[Dataset entries]
========
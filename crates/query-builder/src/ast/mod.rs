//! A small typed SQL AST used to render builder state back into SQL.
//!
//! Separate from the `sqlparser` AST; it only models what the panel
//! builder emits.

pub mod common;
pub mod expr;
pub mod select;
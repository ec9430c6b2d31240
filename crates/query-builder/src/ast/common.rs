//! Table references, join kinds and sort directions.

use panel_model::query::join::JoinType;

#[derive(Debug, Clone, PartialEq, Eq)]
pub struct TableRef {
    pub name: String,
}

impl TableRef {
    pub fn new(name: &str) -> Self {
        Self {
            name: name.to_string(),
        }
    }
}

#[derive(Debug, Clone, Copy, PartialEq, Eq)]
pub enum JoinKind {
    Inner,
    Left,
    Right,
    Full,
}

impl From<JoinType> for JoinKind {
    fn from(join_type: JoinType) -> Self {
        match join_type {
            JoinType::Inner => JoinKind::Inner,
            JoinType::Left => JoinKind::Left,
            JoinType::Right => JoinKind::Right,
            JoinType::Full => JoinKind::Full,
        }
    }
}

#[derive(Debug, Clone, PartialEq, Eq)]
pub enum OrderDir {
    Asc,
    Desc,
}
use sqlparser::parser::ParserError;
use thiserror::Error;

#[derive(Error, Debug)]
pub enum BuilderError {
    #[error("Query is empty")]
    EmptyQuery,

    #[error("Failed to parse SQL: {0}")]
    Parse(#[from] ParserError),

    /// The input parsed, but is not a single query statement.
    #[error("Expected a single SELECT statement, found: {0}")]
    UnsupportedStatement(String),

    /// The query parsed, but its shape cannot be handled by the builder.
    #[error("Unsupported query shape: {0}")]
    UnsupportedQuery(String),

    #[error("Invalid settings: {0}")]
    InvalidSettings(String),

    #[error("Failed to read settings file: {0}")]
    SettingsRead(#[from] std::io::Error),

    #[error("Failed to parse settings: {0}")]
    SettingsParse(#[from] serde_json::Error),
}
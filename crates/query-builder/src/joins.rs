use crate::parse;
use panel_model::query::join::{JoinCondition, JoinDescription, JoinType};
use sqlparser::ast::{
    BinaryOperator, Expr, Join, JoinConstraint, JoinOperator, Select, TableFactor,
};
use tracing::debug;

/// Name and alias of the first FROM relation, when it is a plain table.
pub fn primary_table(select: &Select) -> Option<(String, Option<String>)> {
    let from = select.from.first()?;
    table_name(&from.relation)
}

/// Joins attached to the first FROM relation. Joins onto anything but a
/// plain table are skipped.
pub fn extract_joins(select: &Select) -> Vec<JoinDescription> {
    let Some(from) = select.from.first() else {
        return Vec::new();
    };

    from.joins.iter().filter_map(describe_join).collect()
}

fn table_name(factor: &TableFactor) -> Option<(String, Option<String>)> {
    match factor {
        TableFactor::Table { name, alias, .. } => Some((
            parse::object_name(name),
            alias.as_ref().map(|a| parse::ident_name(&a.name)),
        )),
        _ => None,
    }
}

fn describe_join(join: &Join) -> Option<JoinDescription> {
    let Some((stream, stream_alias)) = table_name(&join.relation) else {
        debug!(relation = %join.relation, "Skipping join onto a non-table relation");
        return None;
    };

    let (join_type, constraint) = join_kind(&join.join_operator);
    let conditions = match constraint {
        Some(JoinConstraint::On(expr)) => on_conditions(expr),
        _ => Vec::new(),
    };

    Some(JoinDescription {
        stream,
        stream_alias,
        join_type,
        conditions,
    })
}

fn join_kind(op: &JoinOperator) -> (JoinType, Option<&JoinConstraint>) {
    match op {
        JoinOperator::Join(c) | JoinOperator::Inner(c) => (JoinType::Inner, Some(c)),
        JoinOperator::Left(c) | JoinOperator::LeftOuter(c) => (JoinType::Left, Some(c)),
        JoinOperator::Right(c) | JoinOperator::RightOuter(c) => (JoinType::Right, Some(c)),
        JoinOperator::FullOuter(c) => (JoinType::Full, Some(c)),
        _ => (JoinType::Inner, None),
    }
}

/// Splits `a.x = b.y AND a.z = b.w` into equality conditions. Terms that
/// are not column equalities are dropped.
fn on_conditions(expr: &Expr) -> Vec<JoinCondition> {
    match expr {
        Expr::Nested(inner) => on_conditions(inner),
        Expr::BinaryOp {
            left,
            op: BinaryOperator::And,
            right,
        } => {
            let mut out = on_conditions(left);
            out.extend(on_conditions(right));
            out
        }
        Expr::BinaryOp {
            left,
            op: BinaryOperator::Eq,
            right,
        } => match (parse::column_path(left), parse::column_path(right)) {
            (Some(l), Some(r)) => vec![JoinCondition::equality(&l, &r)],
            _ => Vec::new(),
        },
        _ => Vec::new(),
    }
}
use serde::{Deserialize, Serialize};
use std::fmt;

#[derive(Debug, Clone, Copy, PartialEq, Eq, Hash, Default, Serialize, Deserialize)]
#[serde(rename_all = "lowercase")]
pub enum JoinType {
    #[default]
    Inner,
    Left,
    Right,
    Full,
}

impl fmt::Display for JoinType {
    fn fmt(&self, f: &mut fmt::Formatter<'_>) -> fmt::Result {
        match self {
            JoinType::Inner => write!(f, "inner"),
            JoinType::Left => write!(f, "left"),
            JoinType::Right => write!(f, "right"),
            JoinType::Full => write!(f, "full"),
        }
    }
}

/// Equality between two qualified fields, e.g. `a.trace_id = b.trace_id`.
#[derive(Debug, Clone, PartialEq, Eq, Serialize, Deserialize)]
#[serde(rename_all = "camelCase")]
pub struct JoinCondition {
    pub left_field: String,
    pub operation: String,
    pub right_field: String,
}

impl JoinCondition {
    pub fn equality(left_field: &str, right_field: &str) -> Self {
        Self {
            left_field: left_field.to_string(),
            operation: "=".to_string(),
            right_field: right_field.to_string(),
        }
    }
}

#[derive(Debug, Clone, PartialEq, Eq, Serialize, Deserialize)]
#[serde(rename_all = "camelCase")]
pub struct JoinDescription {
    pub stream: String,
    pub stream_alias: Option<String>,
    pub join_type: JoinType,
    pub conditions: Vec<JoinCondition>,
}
========
PROBLEM REQUIREMENTS
Output consists of exactly the lines from the one containing "use std::fmt;" to the end of the records above, retyped without change and with nothing extra.

RESPONSE FOR THIS EXERCISE
use std::fmt;

#[derive(Debug, Clone, Copy, PartialEq, Eq, Hash, Default, Serialize, Deserialize)]
#[serde(rename_all = "lowercase")]
pub enum JoinType {
    #[default]
    Inner,
    Left,
    Right,
    Full,
}

impl fmt::Display for JoinType {
    fn fmt(&self, f: &mut fmt::Formatter<'_>) -> fmt::Result {
        match self {
            JoinType::Inner => write!(f, "inner"),
            JoinType::Left => write!(f, "left"),
            JoinType::Right => write!(f, "right"),
            JoinType::Full => write!(f, "full"),
        }
    }
}

/// Equality between two qualified fields, e.g. `a.trace_id = b.trace_id`.
#[derive(Debug, Clone, PartialEq, Eq, Serialize, Deserialize)]
#[serde(rename_all = "camelCase")]
pub struct JoinCondition {
    pub left_field: String,
    pub operation: String,
    pub right_field: String,
}

impl JoinCondition {
    pub fn equality(left_field: &str, right_field: &str) -> Self {
        Self {
            left_field: left_field.to_string(),
            operation: "=".to_string(),
            right_field: right_field.to_string(),
        }
    }
}

#[derive(Debug, Clone, PartialEq, Eq, Serialize, Deserialize)]
#[serde(rename_all = "camelCase")]
pub struct JoinDescription {
    pub stream: String,
    pub stream_alias: Option<String>,
    pub join_type: JoinType,
    pub conditions: Vec<JoinCondition>,
}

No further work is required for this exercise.